『見ないを見る−−川崎市ホームレス緊急一時宿泊施設建設を巡る声と力−−』宮田清彦


駅前の新しい「匂い」
 ホームレス問題は都市特有の問題である。しかし、その都市自体も今、変化を迎えている。都市がそれぞれ特有に持つはずの「匂い」が変わってきた。
 JR川崎駅東口、夜7時をまわると通勤客でごった返す。居酒屋の呼び子が威勢の良い声を張り上げて、ストリートミージシャン達が演奏の用意を始める。複合商業施設が軒を並べ、それぞれの施設が人を吸い込んでは吐き出していく。人口約130万人、政令指定都市の玄関口に人が絶えることはない。
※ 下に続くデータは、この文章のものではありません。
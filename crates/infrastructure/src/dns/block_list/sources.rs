use async_trait::async_trait;
use futures::future::join_all;
use rsdns_application::ports::BlocklistSourcePort;
use rsdns_domain::DomainError;
use std::path::{Path, PathBuf};
use std::time::Duration;
use tracing::{debug, warn};

const FETCH_TIMEOUT: Duration = Duration::from_secs(30);

/// Downloads the configured list URLs into the blocklist directory.
///
/// Each source is written to a temporary file and renamed over its target,
/// so a reader never sees a half-written list.
pub struct BlocklistDownloader {
    client: reqwest::Client,
    sources: Vec<String>,
}

impl BlocklistDownloader {
    pub fn new(sources: Vec<String>) -> Result<Self, DomainError> {
        let client = reqwest::Client::builder()
            .user_agent(concat!("rsdns/", env!("CARGO_PKG_VERSION"), " (blocklist-sync)"))
            .timeout(FETCH_TIMEOUT)
            .build()
            .map_err(|e| DomainError::Blocklist(format!("HTTP client: {}", e)))?;

        Ok(Self { client, sources })
    }

    pub fn sources(&self) -> &[String] {
        &self.sources
    }

    /// Stable file name for a source URL.
    pub fn file_name_for(url: &str) -> String {
        let trimmed = url
            .trim_start_matches("https://")
            .trim_start_matches("http://");
        let mut name: String = trimmed
            .chars()
            .map(|c| if c.is_ascii_alphanumeric() || c == '.' || c == '-' { c } else { '_' })
            .collect();
        name.truncate(120);
        format!("{}.list", name.trim_matches('_'))
    }

    async fn fetch(&self, url: &str) -> Result<String, String> {
        let response = self
            .client
            .get(url)
            .send()
            .await
            .map_err(|e| format!("fetch error for {}: {}", url, e))?;

        if !response.status().is_success() {
            return Err(format!("HTTP {} for {}", response.status().as_u16(), url));
        }

        response
            .text()
            .await
            .map_err(|e| format!("read error for {}: {}", url, e))
    }

    async fn write_atomically(dir: &Path, file_name: &str, body: &str) -> std::io::Result<PathBuf> {
        let target = dir.join(file_name);
        let tmp = dir.join(format!(".{}.tmp", file_name));
        tokio::fs::write(&tmp, body).await?;
        tokio::fs::rename(&tmp, &target).await?;
        Ok(target)
    }
}

#[async_trait]
impl BlocklistSourcePort for BlocklistDownloader {
    async fn update_blocklists(&self, dir: &Path) -> Result<usize, DomainError> {
        if self.sources.is_empty() {
            return Ok(0);
        }

        tokio::fs::create_dir_all(dir).await.map_err(|e| {
            DomainError::Blocklist(format!("Cannot create {}: {}", dir.display(), e))
        })?;

        let fetches = self.sources.iter().map(|url| async move {
            let body = self.fetch(url).await?;
            Self::write_atomically(dir, &Self::file_name_for(url), &body)
                .await
                .map_err(|e| format!("write error for {}: {}", url, e))
        });

        let mut written = 0;
        let mut failures = Vec::new();
        for result in join_all(fetches).await {
            match result {
                Ok(path) => {
                    debug!(file = %path.display(), "Blocklist source saved");
                    written += 1;
                }
                Err(e) => {
                    warn!(error = %e, "Blocklist source failed");
                    failures.push(e);
                }
            }
        }

        if written == 0 {
            return Err(DomainError::Blocklist(format!(
                "All {} blocklist sources failed: {}",
                failures.len(),
                failures.join("; ")
            )));
        }
        Ok(written)
    }
}
//! rsdns infrastructure: the cache, server registry, recursive resolver,
//! DNSSEC validation, block list, upstream transports and listeners.
pub mod dns;
use thiserror::Error;

#[derive(Error, Debug, Clone, PartialEq, Eq)]
pub enum DomainError {
    #[error("Invalid domain name: {0}")]
    InvalidDomainName(String),

    #[error("Invalid IP address: {0}")]
    InvalidIpAddress(String),

    #[error("Invalid CIDR: {0}")]
    InvalidCidr(String),

    #[error("Invalid trust anchor: {0}")]
    InvalidTrustAnchor(String),

    #[error("Invalid DNS response: {0}")]
    InvalidDnsResponse(String),

    #[error("DNSSEC validation failed: {0}")]
    DnssecBogus(String),

    #[error("Query timeout")]
    QueryTimeout,

    #[error("Server failure: {0}")]
    ServerFailure(String),

    #[error("Delegation depth exceeded after {0} steps")]
    DelegationDepthExceeded(usize),

    #[error("Transport error: {0}")]
    Transport(String),

    #[error("I/O error: {0}")]
    IoError(String),

    #[error("Blocklist error: {0}")]
    Blocklist(String),
}

impl DomainError {
    /// Errors that say something about the upstream server rather than the
    /// query itself. These count against the server's health.
    pub fn is_transport_error(&self) -> bool {
        matches!(
            self,
            DomainError::Transport(_)
                | DomainError::IoError(_)
                | DomainError::InvalidDnsResponse(_)
                | DomainError::QueryTimeout
        )
    }
}

impl From<std::io::Error> for DomainError {
    fn from(err: std::io::Error) -> Self {
        DomainError::IoError(err.to_string())
    }
}
use async_trait::async_trait;
use hickory_proto::op::{Message, MessageType, ResponseCode};
use hickory_proto::rr::rdata::{A, CNAME, NS, SOA};
use hickory_proto::rr::{Name, RData, Record, RecordType};
use rsdns_domain::DomainError;
use rsdns_infrastructure::dns::registry::AuthServer;
use rsdns_infrastructure::dns::transport::UpstreamExchanger;
use rsdns_infrastructure::dns::wire::MessageBuilder;
use std::collections::HashMap;
use std::net::{IpAddr, Ipv4Addr};
use std::str::FromStr;
use std::sync::atomic::{AtomicU64, Ordering};
use std::sync::{Arc, Mutex};
use std::time::Duration;

fn name(s: &str) -> Name {
    Name::from_str(s).unwrap()
}

/// A small authoritative zone: records, delegations to child zones and an
/// SOA for negative answers.
pub struct Zone {
    apex: Name,
    records: Vec<Record>,
    cuts: Vec<(Name, Vec<(Name, IpAddr)>)>,
}

impl Zone {
    pub fn new(apex: &str) -> Self {
        Self {
            apex: name(apex),
            records: Vec::new(),
            cuts: Vec::new(),
        }
    }

    pub fn a(mut self, owner: &str, addr: &str, ttl: u32) -> Self {
        let v4: Ipv4Addr = addr.parse().unwrap();
        self.records
            .push(Record::from_rdata(name(owner), ttl, RData::A(A::from(v4))));
        self
    }

    pub fn cname(mut self, owner: &str, target: &str, ttl: u32) -> Self {
        self.records.push(Record::from_rdata(
            name(owner),
            ttl,
            RData::CNAME(CNAME(name(target))),
        ));
        self
    }

    /// Delegate `child` to a nameserver; the address goes out as glue.
    /// Call again with the same child to add more nameservers.
    pub fn delegate(mut self, child: &str, ns: &str, addr: &str) -> Self {
        let child = name(child);
        let server = (name(ns), addr.parse().unwrap());
        match self.cuts.iter_mut().find(|(c, _)| *c == child) {
            Some((_, servers)) => servers.push(server),
            None => self.cuts.push((child, vec![server])),
        }
        self
    }

    fn soa(&self) -> Record {
        let soa = SOA::new(
            Name::from_ascii("ns1").and_then(|l| l.append_name(&self.apex)).unwrap_or_else(|_| self.apex.clone()),
            Name::from_ascii("hostmaster").and_then(|l| l.append_name(&self.apex)).unwrap_or_else(|_| self.apex.clone()),
            2024010101,
            7200,
            3600,
            1_209_600,
            60,
        );
        Record::from_rdata(self.apex.clone(), 3600, RData::SOA(soa))
    }

    fn respond(&self, qname: &Name, qtype: RecordType) -> Message {
        let mut reply = Message::new();

        if let Some((child, servers)) = self
            .cuts
            .iter()
            .filter(|(child, _)| child.zone_of(qname))
            .max_by_key(|(child, _)| child.num_labels())
        {
            for (ns, addr) in servers {
                reply.add_name_server(Record::from_rdata(
                    child.clone(),
                    172_800,
                    RData::NS(NS(ns.clone())),
                ));
                if let IpAddr::V4(v4) = addr {
                    reply.add_additional(Record::from_rdata(ns.clone(), 172_800, RData::A(A::from(*v4))));
                }
            }
            return reply;
        }

        reply.set_authoritative(true);
        let owned: Vec<&Record> = self.records.iter().filter(|r| r.name() == qname).collect();
        let matching: Vec<Record> = owned
            .iter()
            .filter(|r| r.record_type() == qtype || r.record_type() == RecordType::CNAME)
            .map(|r| (*r).clone())
            .collect();

        if !matching.is_empty() {
            reply.insert_answers(matching);
        } else {
            if owned.is_empty() {
                reply.set_response_code(ResponseCode::NXDomain);
            }
            reply.add_name_server(self.soa());
        }
        reply
    }
}

enum Host {
    Serving(Arc<Zone>),
    Refusing,
    Silent,
}

/// Scripted upstream servers keyed by address. Addresses with no host
/// behave like a silent server.
#[derive(Clone, Default)]
pub struct Internet {
    hosts: Arc<Mutex<HashMap<IpAddr, Host>>>,
    queries: Arc<AtomicU64>,
    asked: Arc<Mutex<Vec<IpAddr>>>,
}

impl Internet {
    pub fn new() -> Self {
        Self::default()
    }

    pub fn host(&self, addr: &str, zone: Zone) -> &Self {
        self.insert(addr, Host::Serving(Arc::new(zone)))
    }

    pub fn refusing(&self, addr: &str) -> &Self {
        self.insert(addr, Host::Refusing)
    }

    pub fn silent(&self, addr: &str) -> &Self {
        self.insert(addr, Host::Silent)
    }

    fn insert(&self, addr: &str, host: Host) -> &Self {
        self.hosts.lock().unwrap().insert(addr.parse().unwrap(), host);
        self
    }

    pub fn query_count(&self) -> u64 {
        self.queries.load(Ordering::Relaxed)
    }

    pub fn queries_to(&self, addr: &str) -> usize {
        let addr: IpAddr = addr.parse().unwrap();
        self.asked.lock().unwrap().iter().filter(|a| **a == addr).count()
    }

    /// The usual test layout: a root at 198.41.0.4 delegating com. and
    /// net., with example.com. and example.net. served below them.
    pub fn example() -> Self {
        let internet = Self::new();
        internet
            .host(
                "198.41.0.4",
                Zone::new(".")
                    .delegate("com.", "a.gtld-servers.net.", "192.5.6.30")
                    .delegate("net.", "b.gtld-servers.net.", "192.33.14.30"),
            )
            .host(
                "192.5.6.30",
                Zone::new("com.").delegate("example.com.", "ns1.example.com.", "192.0.2.1"),
            )
            .host(
                "192.33.14.30",
                Zone::new("net.").delegate("example.net.", "ns1.example.net.", "198.51.100.1"),
            )
            .host(
                "192.0.2.1",
                Zone::new("example.com.")
                    .a("example.com.", "192.0.2.10", 300)
                    .a("www.example.com.", "192.0.2.80", 300)
                    .cname("cdn.example.com.", "edge.example.net.", 300),
            )
            .host(
                "198.51.100.1",
                Zone::new("example.net.").a("edge.example.net.", "198.51.100.20", 60),
            );
        internet
    }
}

#[async_trait]
impl UpstreamExchanger for Internet {
    async fn exchange(
        &self,
        server: &AuthServer,
        query: &[u8],
        timeout: Duration,
    ) -> Result<Vec<u8>, DomainError> {
        self.queries.fetch_add(1, Ordering::Relaxed);
        self.asked.lock().unwrap().push(server.addr.ip());
        let request = MessageBuilder::parse(query)?;
        let question = request.queries()[0].clone();

        let body = {
            let hosts = self.hosts.lock().unwrap();
            match hosts.get(&server.addr.ip()) {
                Some(Host::Serving(zone)) => Some(zone.respond(question.name(), question.query_type())),
                Some(Host::Refusing) => {
                    let mut refused = Message::new();
                    refused.set_response_code(ResponseCode::Refused);
                    Some(refused)
                }
                Some(Host::Silent) | None => None,
            }
        };

        let Some(mut reply) = body else {
            tokio::time::sleep(timeout).await;
            return Err(DomainError::Transport(format!("{} did not answer", server.addr)));
        };
        reply
            .set_id(request.id())
            .set_message_type(MessageType::Response)
            .set_op_code(request.op_code())
            .set_recursion_desired(request.recursion_desired());
        reply.add_query(question);
        MessageBuilder::serialize(&reply)
    }
}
 駅前で、一際目を引くのは、2004年3月にグランドオープンしたばかりの商業施設「川崎ルフロン」。日航ホテルの横にある。入り口の階段はエメラルドグリーンの光を煌々と放っている。駅前をぐるりと見回してみると、この一角だけ少し明かりの色合いが異なっているように感じる。「川崎ルフロン」が目につくのは、幻想的な明かりが唐突な印象を受けるからだろう。やけに明るすぎるのだ。
 西口にも新しい施設がある。こちらは2004年7月の完成。「ミューザ川崎シンフォニーホール」だ。駅の構内通路からアクセスできる作りになっている。本来、人気の少ない西口の一角を占める大型ビルで約2000名を収容するコンサートホールを擁する。西口は、開発の遅れている地域で夜になると闇に包まれる。しかし、この施設の一角だけが明るく光る。
 それらの光は、街に調和しきれていない。つまり、川崎という街が本来持っていたはずの「匂い」がそれら施設からは感じられないのだ。そんな施設が新しく川崎に登場し始めている。